Da lunedì il segretario di Stato americano, Antony Blinken, è di nuovo in Medio Oriente per l'ennesima serie di incontri finalizzati a raggiungere una tregua di molti giorni nel conflitto in atto a Gaza.

Il primo lo ha tenuto ieri in Arabia Saudita con il principe ereditario bin Salman. Oggi, invece, Blinken si è prima recato in Egitto dove al Cairo ha parlato con il presidente Abdel Fattah al-Sisi, per poi volare in Qatar, dove a Doha ha avuto un colloquio con l'emiro Sheikh Tamim bin Hamad Al Thani. In serata, Blinken sarà in Israele, dove mercoledì incontrerà i principali rappresentanti del gabinetto di guerra, per l'ultimo colloquio in agenda a Ramallah con Abu Mazen.

L'accordo raggiunto più di una settimana fa dai vertici di Mossad, Cia, Egitto e Qatar, che prevedeva il rilascio degli ostaggi detenuti dalla resistenza palestinese a Gaza in cambio di una lunga pausa nei combattimenti, non sembrava esser condiviso, per ragioni diametralmente opposte, dagli estremisti del governo israeliano e dall'ala politica di Hamas, con i primi che vogliono un cessate il fuoco temporaneo, mentre i secondi lo pretendono definitivo. 
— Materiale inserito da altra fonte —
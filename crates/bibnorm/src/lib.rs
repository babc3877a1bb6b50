//! BibTeX bibliography normalization
//!
//! Reads a BibTeX file, title-cases every `title`, rewrites conference and
//! journal names to canonical venue strings, and writes the entries back in
//! their original order.
//!
//! Features:
//! - Nom-based parser that keeps entry order, field order and key casing
//! - Title capitalization with stop words and 2D/3D handling
//! - Ordered keyword table for venue names, first match wins
//! - Optional TOML config for paths, match mode and extra venue rules

mod config;
mod entry;
mod error;
mod formatter;
mod normalize;
pub mod parser;
mod title;
mod venue;

pub use config::{Config, CONFIG_FILE_NAME, DEFAULT_INPUT, DEFAULT_OUTPUT};
pub use entry::{BibTeXEntry, BibTeXEntryType, BibTeXField};
pub use error::{Error, Result};
pub use formatter::{format_bibliography, format_comment, format_complete, format_entry};
pub use normalize::{load_bibliography, NormalizeStats, Normalizer};
pub use parser::{parse, parse_entry, BibTeXParseError, BibTeXParseResult, ParseError};
pub use title::{capitalize_title, capitalize_titles, is_stop_word, STOP_WORDS};
pub use venue::{builtin_rules, MatchMode, VenueMapper, VenueRule, DEFAULT_VENUE_FIELDS};
//! format-bib
//!
//! Normalizes titles and venue names of a BibTeX file in one pass. Without
//! arguments it reads `body/ref.bib.bk` and writes `body/ref.bib`.

use std::path::PathBuf;

use bibnorm::{Config, MatchMode, Normalizer};
use clap::Parser;
use tracing_subscriber::EnvFilter;

#[derive(Debug, Parser)]
#[command(name = "format-bib", version, about)]
struct Cli {
    /// BibTeX file to read (overrides the config)
    input: Option<PathBuf>,

    /// BibTeX file to write (overrides the config)
    output: Option<PathBuf>,

    /// Config file; defaults to ./format-bib.toml or ~/.format-bib/config.toml
    #[arg(short, long)]
    config: Option<PathBuf>,

    /// Match venue keywords on word boundaries only
    #[arg(long)]
    whole_word: bool,
}

impl Cli {
    fn into_config(self) -> Result<Config, bibnorm::Error> {
        let mut config = match &self.config {
            Some(path) => Config::load(path)?,
            None => Config::load_standard(&std::env::current_dir().unwrap_or_default())?,
        };

        if let Some(input) = self.input {
            config.input = input;
        }
        if let Some(output) = self.output {
            config.output = output;
        }
        if self.whole_word {
            config.match_mode = MatchMode::WholeWord;
        }
        Ok(config)
    }
}

fn main() -> Result<(), Box<dyn std::error::Error>> {
    tracing_subscriber::fmt()
        .with_env_filter(
            EnvFilter::try_from_default_env().unwrap_or_else(|_| EnvFilter::new("info")),
        )
        .with_writer(std::io::stderr)
        .init();

    let config = Cli::parse().into_config()?;
    tracing::debug!(?config, "resolved configuration");

    let normalizer = Normalizer::from_config(&config)?;
    normalizer.normalize_file(&config.input, &config.output)?;

    Ok(())
}
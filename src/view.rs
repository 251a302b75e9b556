//! Windowed read access for a scrolled, filterable list.
//!
//! The view holds no rows and no locks. Every call is answered by the store
//! from the current filter and sort, so a list widget only ever asks for
//! the rows it is about to draw.

use serde::Serialize;

use crate::storage::{count, db_err, page, Database, Entry, Filter, SortKey, SortOrder, SortSpec};
use crate::Result;

/// Filter plus sort, as chosen in the UI.
#[derive(Debug, Clone, Default, PartialEq, Eq)]
pub struct Query {
    pub filter: Filter,
    pub sort: SortSpec,
}

impl Query {
    /// Query for the given filter text with the default sort.
    #[must_use]
    pub fn new(filter_text: &str) -> Self {
        Self {
            filter: Filter::parse(filter_text),
            sort: SortSpec::default(),
        }
    }

    /// Replace the sort.
    #[must_use]
    pub const fn sorted_by(mut self, key: SortKey, order: SortOrder) -> Self {
        self.sort = SortSpec::new(key, order);
        self
    }
}

/// Rows around the visible part of the list.
#[derive(Debug, Clone, Serialize)]
pub struct Window {
    /// Index of `rows[0]` in the full result.
    pub offset: u64,
    pub rows: Vec<Entry>,
    /// Matching rows in the same snapshot.
    pub total: u64,
}

/// Counts for a status line such as "120/45000".
#[derive(Debug, Clone, Copy, PartialEq, Eq, Serialize)]
pub struct ViewStatus {
    pub filtered: u64,
    pub total: u64,
}

/// Read-only cursor over the index.
#[derive(Debug, Clone)]
pub struct QueryView {
    db: Database,
}

impl QueryView {
    /// Create a view reading through `db`.
    #[must_use]
    pub const fn new(db: Database) -> Self {
        Self { db }
    }

    /// Number of rows matching the query.
    ///
    /// # Errors
    ///
    /// Returns an error if the database query fails.
    pub fn row_count(&self, query: &Query) -> Result<u64> {
        self.db.with_conn(|conn| count(conn, &query.filter))
    }

    /// Rows `[offset, offset + limit)` of the query result.
    ///
    /// # Errors
    ///
    /// Returns an error if the database query fails.
    pub fn rows_in_range(&self, query: &Query, offset: u64, limit: u64) -> Result<Vec<Entry>> {
        self.db
            .with_conn(|conn| page(conn, &query.filter, query.sort, offset, limit))
    }

    /// Row at `index`, or `None` past the end.
    ///
    /// # Errors
    ///
    /// Returns an error if the database query fails.
    pub fn row_at(&self, query: &Query, index: u64) -> Result<Option<Entry>> {
        Ok(self.rows_in_range(query, index, 1)?.into_iter().next())
    }

    /// The visible rows plus `margin` rows on each side, with the total.
    ///
    /// Count and rows come from one read transaction, so they agree even
    /// while a sync pass is committing.
    ///
    /// # Errors
    ///
    /// Returns an error if the database query fails.
    pub fn window(
        &self,
        query: &Query,
        first_visible: u64,
        visible: u64,
        margin: u64,
    ) -> Result<Window> {
        let offset = first_visible.saturating_sub(margin);
        let limit = visible.saturating_add(margin.saturating_mul(2));

        self.db.with_conn(|conn| {
            let tx = conn.unchecked_transaction().map_err(db_err)?;
            let total = count(&tx, &query.filter)?;
            let rows = page(&tx, &query.filter, query.sort, offset, limit)?;
            tx.finish().map_err(db_err)?;
            Ok(Window {
                offset,
                rows,
                total,
            })
        })
    }

    /// Filtered and total counts.
    ///
    /// # Errors
    ///
    /// Returns an error if the database query fails.
    pub fn status(&self, query: &Query) -> Result<ViewStatus> {
        self.db.with_conn(|conn| {
            let tx = conn.unchecked_transaction().map_err(db_err)?;
            let filtered = count(&tx, &query.filter)?;
            let total = if query.filter.is_empty() {
                filtered
            } else {
                count(&tx, &Filter::all())?
            };
            tx.finish().map_err(db_err)?;
            Ok(ViewStatus { filtered, total })
        })
    }
}

#[cfg(test)]
mod tests {
    use super::*;
    use crate::storage::{bulk_insert, ensure_root, init_storage, EntryKind};

    /// Index with the entries of a small `/etc`.
    fn etc_view() -> QueryView {
        let db = Database::open_in_memory().unwrap();
        init_storage(&db).unwrap();
        db.with_transaction(|conn| {
            let root = ensure_root(conn, "/etc")?;
            let entries = [
                ("/etc/hosts", EntryKind::File, 220, 30),
                ("/etc/passwd", EntryKind::File, 1_800, 10),
                ("/etc/ssh", EntryKind::Directory, 0, 40),
                ("/etc/ssh/sshd_config", EntryKind::File, 3_300, 20),
                ("/etc/ssh/ssh_config", EntryKind::File, 1_600, 50),
            ]
            .map(|(path, kind, size, mtime)| Entry::new(path, kind, size, mtime, root.id));
            bulk_insert(conn, &entries)?;
            Ok(())
        })
        .unwrap();
        QueryView::new(db)
    }

    fn paths(rows: &[Entry]) -> Vec<&str> {
        rows.iter().map(|e| e.path.as_str()).collect()
    }

    #[test]
    fn test_default_sort_is_largest_first() {
        let view = etc_view();
        let rows = view.rows_in_range(&Query::new(""), 0, 2).unwrap();
        assert_eq!(
            paths(&rows),
            ["/etc/ssh/sshd_config", "/etc/passwd"]
        );
    }

    #[test]
    fn test_filter_and_count_agree() {
        let view = etc_view();
        let query = Query::new("SSH config").sorted_by(SortKey::Name, SortOrder::Ascending);

        let total = view.row_count(&query).unwrap();
        let rows = view.rows_in_range(&query, 0, total).unwrap();

        assert_eq!(total, 2);
        assert_eq!(rows.len() as u64, total);
        assert_eq!(paths(&rows), ["/etc/ssh/ssh_config", "/etc/ssh/sshd_config"]);
    }

    #[test]
    fn test_row_at() {
        let view = etc_view();
        let query = Query::new("").sorted_by(SortKey::Path, SortOrder::Ascending);

        let first = view.row_at(&query, 0).unwrap().unwrap();
        assert_eq!(first.path, "/etc/hosts");
        let last = view.row_at(&query, 4).unwrap().unwrap();
        assert_eq!(last.path, "/etc/ssh/sshd_config");
        assert!(view.row_at(&query, 5).unwrap().is_none());
    }

    #[test]
    fn test_window_with_margin() {
        let view = etc_view();
        let query = Query::new("").sorted_by(SortKey::Modified, SortOrder::Ascending);

        let window = view.window(&query, 2, 1, 1).unwrap();
        assert_eq!(window.offset, 1);
        assert_eq!(window.total, 5);
        assert_eq!(
            paths(&window.rows),
            ["/etc/ssh/sshd_config", "/etc/hosts", "/etc/ssh"]
        );

        // Margin clamps at the top
        let window = view.window(&query, 0, 2, 3).unwrap();
        assert_eq!(window.offset, 0);
        assert_eq!(window.rows.len(), 5);
    }

    #[test]
    fn test_status() {
        let view = etc_view();
        let status = view.status(&Query::new("hosts")).unwrap();
        assert_eq!(status, ViewStatus { filtered: 1, total: 5 });

        let status = view.status(&Query::new("")).unwrap();
        assert_eq!(status, ViewStatus { filtered: 5, total: 5 });
    }

    #[test]
    fn test_no_match() {
        let view = etc_view();
        let query = Query::new("nothing-like-this");
        assert_eq!(view.row_count(&query).unwrap(), 0);
        assert!(view.rows_in_range(&query, 0, 10).unwrap().is_empty());
    }
}
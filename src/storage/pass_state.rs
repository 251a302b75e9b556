//! Per-pass bookkeeping for incremental reconciliation.
//!
//! The paths observed during a pass live in a `TEMP` table, which is private
//! to the writer's connection and never touches the index file. After the
//! walk, stored rows of the root that are missing from it are stale.

use rusqlite::Connection;

use super::{db_err, subtree_prefix};
use crate::Result;

/// Create (or empty) the observed-paths table for a new pass.
///
/// # Errors
///
/// Returns an error if the database operation fails.
pub fn begin_pass(conn: &Connection) -> Result<()> {
    conn.execute_batch(
        "CREATE TEMP TABLE IF NOT EXISTS sync_seen (path TEXT PRIMARY KEY) WITHOUT ROWID;
         DELETE FROM temp.sync_seen;",
    )
    .map_err(db_err)?;
    Ok(())
}

/// Record observed paths.
///
/// # Errors
///
/// Returns an error if the database operation fails.
pub fn mark_seen<'a>(conn: &Connection, paths: impl IntoIterator<Item = &'a str>) -> Result<()> {
    let mut stmt = conn
        .prepare_cached("INSERT OR IGNORE INTO temp.sync_seen (path) VALUES (?)")
        .map_err(db_err)?;

    for path in paths {
        stmt.execute([path]).map_err(db_err)?;
    }

    Ok(())
}

/// Up to `limit` stored paths of a root that were not observed this pass.
///
/// # Errors
///
/// Returns an error if the database query fails.
pub fn unseen_paths(conn: &Connection, root_id: i64, limit: usize) -> Result<Vec<String>> {
    let mut stmt = conn
        .prepare_cached(
            "SELECT e.path FROM entries e
             WHERE e.root_id = ?1
               AND NOT EXISTS (SELECT 1 FROM temp.sync_seen s WHERE s.path = e.path)
             ORDER BY e.path
             LIMIT ?2",
        )
        .map_err(db_err)?;

    let paths = stmt
        .query_map(
            rusqlite::params![root_id, i64::try_from(limit).unwrap_or(i64::MAX)],
            |row| row.get(0),
        )
        .map_err(db_err)?
        .collect::<std::result::Result<Vec<_>, _>>()
        .map_err(db_err)?;

    Ok(paths)
}

/// Mark `path` and every stored row below it as observed.
///
/// Used for directories the walk could not read, so their stored contents
/// survive the deletion phase. An empty path marks nothing.
///
/// # Errors
///
/// Returns an error if the database operation fails.
pub fn mark_seen_under(conn: &Connection, path: &str) -> Result<usize> {
    if path.is_empty() {
        return Ok(0);
    }
    let prefix = subtree_prefix(path);
    let marked = conn
        .prepare_cached(
            "INSERT OR IGNORE INTO temp.sync_seen (path)
             SELECT path FROM entries
             WHERE path = ?1 OR substr(path, 1, length(?2)) = ?2",
        )
        .map_err(db_err)?
        .execute(rusqlite::params![path, prefix])
        .map_err(db_err)?;
    Ok(marked)
}

/// Drop the observed-paths table.
///
/// # Errors
///
/// Returns an error if the database operation fails.
pub fn end_pass(conn: &Connection) -> Result<()> {
    conn.execute_batch("DROP TABLE IF EXISTS temp.sync_seen")
        .map_err(db_err)?;
    Ok(())
}

#[cfg(test)]
mod tests {
    use super::*;
    use crate::storage::{ensure_root, migrate, upsert_entry, Database, Entry, EntryKind};

    #[test]
    fn test_unseen_paths_excludes_observed() {
        let db = Database::open_in_memory().unwrap();

        db.with_conn(|conn| {
            migrate(conn)?;
            let root = ensure_root(conn, "/etc")?;
            let other = ensure_root(conn, "/var")?;
            for path in ["/etc/a", "/etc/b", "/etc/c"] {
                upsert_entry(conn, &Entry::new(path, EntryKind::File, 1, 1, root.id))?;
            }
            upsert_entry(conn, &Entry::new("/var/x", EntryKind::File, 1, 1, other.id))?;

            begin_pass(conn)?;
            mark_seen(conn, ["/etc/b"])?;

            assert_eq!(unseen_paths(conn, root.id, 10)?, ["/etc/a", "/etc/c"]);
            assert_eq!(unseen_paths(conn, root.id, 1)?, ["/etc/a"]);

            // A new pass starts from an empty set
            begin_pass(conn)?;
            assert_eq!(unseen_paths(conn, root.id, 10)?.len(), 3);

            end_pass(conn)?;
            Ok(())
        })
        .unwrap();
    }

    #[cfg(unix)]
    #[test]
    fn test_mark_seen_under_protects_subtree() {
        let db = Database::open_in_memory().unwrap();

        db.with_conn(|conn| {
            migrate(conn)?;
            let root = ensure_root(conn, "/srv")?;
            for path in ["/srv/locked", "/srv/locked/a", "/srv/locked/b/c", "/srv/lockedx", "/srv/z"] {
                upsert_entry(conn, &Entry::new(path, EntryKind::File, 1, 1, root.id))?;
            }

            begin_pass(conn)?;
            assert_eq!(mark_seen_under(conn, "/srv/locked")?, 3);
            assert_eq!(unseen_paths(conn, root.id, 10)?, ["/srv/lockedx", "/srv/z"]);
            Ok(())
        })
        .unwrap();
    }

    #[test]
    fn test_mark_seen_under_empty_path_marks_nothing() {
        let db = Database::open_in_memory().unwrap();

        db.with_conn(|conn| {
            migrate(conn)?;
            let root = ensure_root(conn, "/srv")?;
            for path in ["/srv/a", "/srv/b"] {
                upsert_entry(conn, &Entry::new(path, EntryKind::File, 1, 1, root.id))?;
            }

            begin_pass(conn)?;
            assert_eq!(mark_seen_under(conn, "")?, 0);
            assert_eq!(unseen_paths(conn, root.id, 10)?, ["/srv/a", "/srv/b"]);
            Ok(())
        })
        .unwrap();
    }
}
//! Bounded write batches and commit retry.

use std::time::Duration;

use rusqlite::Connection;

use crate::storage::{bulk_insert, mark_seen, upsert_entry, Database, Entry};
use crate::telemetry::{metrics, spans};
use crate::Result;

/// Pending writes for one transaction.
#[derive(Debug)]
pub(crate) struct Batch {
    capacity: usize,
    inserts: Vec<Entry>,
    updates: Vec<Entry>,
    seen: Vec<String>,
}

/// Rows written by one committed batch.
#[derive(Debug, Clone, Copy, Default, PartialEq, Eq)]
pub(crate) struct Applied {
    pub inserted: u64,
    pub updated: u64,
}

impl Batch {
    pub(crate) fn new(capacity: usize) -> Self {
        Self {
            capacity: capacity.max(1),
            inserts: Vec::new(),
            updates: Vec::new(),
            seen: Vec::new(),
        }
    }

    pub(crate) fn insert(&mut self, entry: Entry) {
        self.inserts.push(entry);
    }

    pub(crate) fn update(&mut self, entry: Entry) {
        self.updates.push(entry);
    }

    /// Record a path as observed this pass.
    pub(crate) fn see(&mut self, path: String) {
        self.seen.push(path);
    }

    fn len(&self) -> usize {
        self.seen.len().max(self.inserts.len() + self.updates.len())
    }

    pub(crate) fn is_full(&self) -> bool {
        self.len() >= self.capacity
    }

    pub(crate) fn is_empty(&self) -> bool {
        self.len() == 0
    }

    /// Write the batch inside the caller's transaction.
    ///
    /// With `bulk` set the inserts go through multi-row `INSERT`s, which is
    /// only valid while the root has no stored rows. Otherwise every change
    /// is an upsert and observed paths are marked for the deletion phase.
    pub(crate) fn apply(&self, conn: &Connection, bulk: bool) -> Result<Applied> {
        let mut applied = Applied::default();

        if bulk {
            applied.inserted = bulk_insert(conn, &self.inserts)? as u64;
        } else {
            for entry in &self.inserts {
                upsert_entry(conn, entry)?;
            }
            applied.inserted = self.inserts.len() as u64;
        }

        for entry in &self.updates {
            upsert_entry(conn, entry)?;
        }
        applied.updated = self.updates.len() as u64;

        if !bulk {
            mark_seen(conn, self.seen.iter().map(String::as_str))?;
        }

        Ok(applied)
    }

    pub(crate) fn clear(&mut self) {
        self.inserts.clear();
        self.updates.clear();
        self.seen.clear();
    }
}

/// Run `f` in a transaction, retrying retryable failures.
///
/// Attempt `n` waits `backoff * n` before running. Every attempt rolls back
/// completely on failure, so a retry never sees half a batch.
///
/// # Errors
///
/// Returns the last error once `retries` extra attempts are used up, or the
/// first non-retryable error.
pub(crate) fn commit_with_retry<T, F>(
    db: &Database,
    phase: &'static str,
    rows: usize,
    retries: u32,
    backoff: Duration,
    mut f: F,
) -> Result<T>
where
    F: FnMut(&Connection) -> Result<T>,
{
    let span = spans::batch_span(phase, rows);
    let _guard = span.enter();

    let mut attempt = 0u32;
    loop {
        match db.with_transaction(&mut f) {
            Ok(value) => return Ok(value),
            Err(e) if e.is_retryable() && attempt < retries => {
                attempt += 1;
                metrics::COMMIT_RETRIES.inc();
                tracing::warn!(error = %e, attempt, retries, "Batch commit failed, retrying");
                std::thread::sleep(backoff * attempt);
            }
            Err(e) => return Err(e),
        }
    }
}
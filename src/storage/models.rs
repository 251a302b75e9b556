//! Data models for storage operations.
//!
//! This module defines the core data structures used for:
//! - Indexed filesystem entries
//! - Configured roots
//! - Change-detection state

use std::path::Path;
use std::time::{SystemTime, UNIX_EPOCH};

use chrono::{DateTime, Utc};
use serde::{Deserialize, Serialize};

/// Get current Unix timestamp.
pub(crate) fn now_unix() -> i64 {
    SystemTime::now()
        .duration_since(UNIX_EPOCH)
        .map(|d| i64::try_from(d.as_secs()).unwrap_or(0))
        .unwrap_or(0)
}

/// Convert a filesystem timestamp to signed nanoseconds since the epoch.
///
/// Times before 1970 come out negative; values outside the `i64` range
/// saturate.
#[must_use]
pub fn system_time_to_nanos(time: SystemTime) -> i64 {
    match time.duration_since(UNIX_EPOCH) {
        Ok(after) => i64::try_from(after.as_nanos()).unwrap_or(i64::MAX),
        Err(before) => i64::try_from(before.duration().as_nanos())
            .map(|n| -n)
            .unwrap_or(i64::MIN),
    }
}

/// Kind of filesystem object.
#[derive(Debug, Clone, Copy, PartialEq, Eq, Hash, Serialize, Deserialize)]
#[serde(rename_all = "lowercase")]
pub enum EntryKind {
    File,
    Directory,
    Symlink,
}

impl EntryKind {
    /// Database representation.
    #[must_use]
    pub const fn as_str(self) -> &'static str {
        match self {
            Self::File => "file",
            Self::Directory => "dir",
            Self::Symlink => "link",
        }
    }

    /// Parse the database representation.
    #[must_use]
    pub fn from_db(value: &str) -> Option<Self> {
        match value {
            "file" => Some(Self::File),
            "dir" => Some(Self::Directory),
            "link" => Some(Self::Symlink),
            _ => None,
        }
    }

    /// Classify a `std::fs::FileType`.
    #[must_use]
    pub fn from_file_type(file_type: std::fs::FileType) -> Self {
        if file_type.is_symlink() {
            Self::Symlink
        } else if file_type.is_dir() {
            Self::Directory
        } else {
            Self::File
        }
    }
}

impl std::fmt::Display for EntryKind {
    fn fmt(&self, f: &mut std::fmt::Formatter<'_>) -> std::fmt::Result {
        f.write_str(self.as_str())
    }
}

/// One indexed filesystem object.
#[derive(Debug, Clone, PartialEq, Eq, Serialize, Deserialize)]
pub struct Entry {
    /// Absolute, normalized path. Unique across the index.
    pub path: String,

    /// Path of the containing directory.
    pub parent_path: String,

    /// Final path segment.
    pub name: String,

    /// File, directory or symlink.
    pub kind: EntryKind,

    /// Size in bytes; 0 for directories.
    pub size: u64,

    /// Modification time in nanoseconds since the Unix epoch.
    pub mtime_ns: i64,

    /// Root this entry was discovered under.
    pub root_id: i64,
}

impl Entry {
    /// Create a new entry, deriving `name` and `parent_path` from `path`.
    #[must_use]
    pub fn new(
        path: impl Into<String>,
        kind: EntryKind,
        size: u64,
        mtime_ns: i64,
        root_id: i64,
    ) -> Self {
        let path = path.into();
        let (parent_path, name) = split_path(&path);
        let size = if kind == EntryKind::Directory { 0 } else { size };
        Self {
            path,
            parent_path,
            name,
            kind,
            size,
            mtime_ns,
            root_id,
        }
    }

    /// Lower-cased path used for case-insensitive filtering.
    #[must_use]
    pub fn search_key(&self) -> String {
        self.path.to_lowercase()
    }

    /// Modification time as a UTC datetime.
    #[must_use]
    pub fn modified(&self) -> DateTime<Utc> {
        DateTime::from_timestamp_nanos(self.mtime_ns)
    }

    /// Change-detection state of this entry.
    #[must_use]
    pub const fn state(&self) -> EntryState {
        EntryState {
            kind: self.kind,
            size: self.size,
            mtime_ns: self.mtime_ns,
            root_id: self.root_id,
        }
    }
}

fn split_path(path: &str) -> (String, String) {
    let p = Path::new(path);
    let name = p
        .file_name()
        .map_or_else(|| path.to_string(), |n| n.to_string_lossy().into_owned());
    let parent = p
        .parent()
        .map(|p| p.to_string_lossy().into_owned())
        .unwrap_or_default();
    (parent, name)
}

/// Stored fields compared during reconciliation.
#[derive(Debug, Clone, Copy, PartialEq, Eq)]
pub struct EntryState {
    pub kind: EntryKind,
    pub size: u64,
    pub mtime_ns: i64,
    pub root_id: i64,
}

impl EntryState {
    /// Whether the stored row must be rewritten to match `observed`.
    ///
    /// Any timestamp difference counts, including one that moves backwards.
    #[must_use]
    pub fn differs_from(&self, observed: &Self) -> bool {
        self != observed
    }
}

/// A configured root directory.
#[derive(Debug, Clone, PartialEq, Eq, Serialize, Deserialize)]
pub struct Root {
    /// Database identifier, referenced by `Entry::root_id`.
    pub id: i64,

    /// Normalized absolute path.
    pub path: String,

    /// Unix timestamp when the root was first registered.
    pub created_at: i64,

    /// Unix timestamp of the last finished pass.
    pub last_synced_at: Option<i64>,

    /// Outcome of the last finished pass.
    pub last_status: Option<String>,
}
//! Real-location identity of directories.

use std::fs::Metadata;
use std::path::Path;

/// Identifies where a directory really lives, independent of the path
/// used to reach it. Two paths with the same id are the same directory
/// (bind mount, mount loop, followed link).
#[derive(Debug, Clone, PartialEq, Eq, Hash)]
pub enum LocationId {
    /// Device and inode number.
    #[cfg(unix)]
    Inode { dev: u64, ino: u64 },

    /// Canonicalized path where inode numbers are unavailable.
    #[cfg(not(unix))]
    Canonical(std::path::PathBuf),
}

impl LocationId {
    /// Identity of the directory at `path` with the given metadata.
    #[cfg(unix)]
    #[must_use]
    pub fn of(_path: &Path, metadata: &Metadata) -> Self {
        use std::os::unix::fs::MetadataExt;
        Self::Inode {
            dev: metadata.dev(),
            ino: metadata.ino(),
        }
    }

    /// Identity of the directory at `path` with the given metadata.
    #[cfg(not(unix))]
    #[must_use]
    pub fn of(path: &Path, _metadata: &Metadata) -> Self {
        Self::Canonical(std::fs::canonicalize(path).unwrap_or_else(|_| path.to_path_buf()))
    }
}

#[cfg(test)]
mod tests {
    use super::*;
    use tempfile::TempDir;

    #[test]
    fn test_same_directory_same_id() {
        let tmp = TempDir::new().unwrap();
        let dir = tmp.path().join("d");
        std::fs::create_dir(&dir).unwrap();

        let a = LocationId::of(&dir, &std::fs::metadata(&dir).unwrap());
        let via_dot = dir.join(".");
        let b = LocationId::of(&via_dot, &std::fs::metadata(&via_dot).unwrap());
        assert_eq!(a, b);
    }

    #[test]
    fn test_different_directories_differ() {
        let tmp = TempDir::new().unwrap();
        let a = tmp.path().join("a");
        let b = tmp.path().join("b");
        std::fs::create_dir(&a).unwrap();
        std::fs::create_dir(&b).unwrap();

        assert_ne!(
            LocationId::of(&a, &std::fs::metadata(&a).unwrap()),
            LocationId::of(&b, &std::fs::metadata(&b).unwrap())
        );
    }
}
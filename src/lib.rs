//! Filefinder Library
//!
//! Indexing and synchronization engine for a desktop file finder: walks
//! configured roots, reconciles them into a `SQLite` index with minimal
//! writes, and serves filtered, sorted windows of the result.

#![deny(clippy::all)]
#![warn(clippy::pedantic)]
#![allow(clippy::module_name_repetitions)]

pub mod config;
pub mod error;
pub mod storage;
pub mod sync;
pub mod telemetry;
pub mod view;
pub mod walker;

pub use config::Config;
pub use error::{Error, Result};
Oggi, invece, durante la conferenza stampa seguita ai colloqui in Qatar, il primo ministro Sheikh Mohammed bin Abdulrahman bin Jassim Al Thani ha dichiarato che Hamas avrebbe dato un parere sostanzialmente positivo all'ultima proposta di accordo (che include il rilascio degli ostaggi) a cui ora dovranno rispondere Netanyahu e i suoi ministri.


A dispetto delle richieste avanzate dalla Corte Internazionale di Giustizia, Israele continua a Gaza la propria opera di distruzione compatibile, secondo il tribunale dell'Aia, con la volontà di attuare un genocidio nei confronti dei palestinesi. Nella Striscia, gli ospedali continuano a essere bombardati, così come i rifugi e le abitazioni. Oltre alle strutture, a far le spese dei quotidiani e frequenti bombardamenti sono i civili, sfollati, che continuano a essere uccisi anche sulle strade in cui si spostano e che adesso sono letteralmente ammassati a Rafah, nuovo obiettivo dell'attacco di terra dell'esercito di Tel Aviv.

Israele, secondo la CGI, avrebbe dovuto intensificare l'arrivo degli aiuti umanitari a Gaza - dove i sopravvissuti sono alle prese con la fame e la sete -, mentre accade l'esatto contrario, tanto che ieri, dal mare, un colpo di artiglieria ha distrutto il carico di aiuti su un autoarticolato.

Non solo, coloni ed esercito stanno intensificando i loro raid in tutta la Cisgiordania, continuando a distruggere strade, infrastrutture, edifici, e ad arrestare e uccidere i palestinesi.


In questo scenario, oggi è giunto in Israele il neo presidente argentino Milei che ha scelto lo Stato ebraico come destinazione della sua prima visita ufficiale all'estero, celebrandola con l'annuncio di voler spostare la sede della propria ambasciata a Gerusalemme, riconoscendo così la città contesa come capitale dello Stato ebraico. Da chiedersi il perché di tale provocazione (non c'è altro modo di descriverla) in un momento così delicato.

Nel frattempo l'ONU dichiara che deve essere fatto "tutto il possibile" per evitare un attacco israeliano a Rafah, mentre il ministero della Sanità della Striscia rende noto che almeno 107 palestinesi sono stati uccisi dagli attacchi israeliani nelle ultime 24 ore, portando a circa 27.500 il numero delle vittime.


Abdul Malik Al-Houthi, leader del gruppo dei ribelli Houthi che controlla la parte occidentale dello Yemen e l'accesso al Mar Rosso, ha dichiarato di esser pronto a rafforzare gli attacchi se non cesserà la guerra nella Striscia di Gaza. 

"Questa mattina sono stati lanciati attacchi contro navi americane e britanniche e il nostro popolo non esita a farlo quando necessario", ha detto il leader Houthi, aggiungendo che "la cosa divertente è che gli americani stanno attualmente cercando di mascherare le loro navi commerciali, come fanno gli israeliani, usando bandiere di paesi come le Isole Marshal". "Li avverto e dico che devono mettere fine alla loro brutale aggressione contro Gaza e revocare l’assedio al popolo palestinese, che impedisce l’arrivo di medicine e cibo nella Striscia, altrimenti ci sarà un’escalation da parte nostra".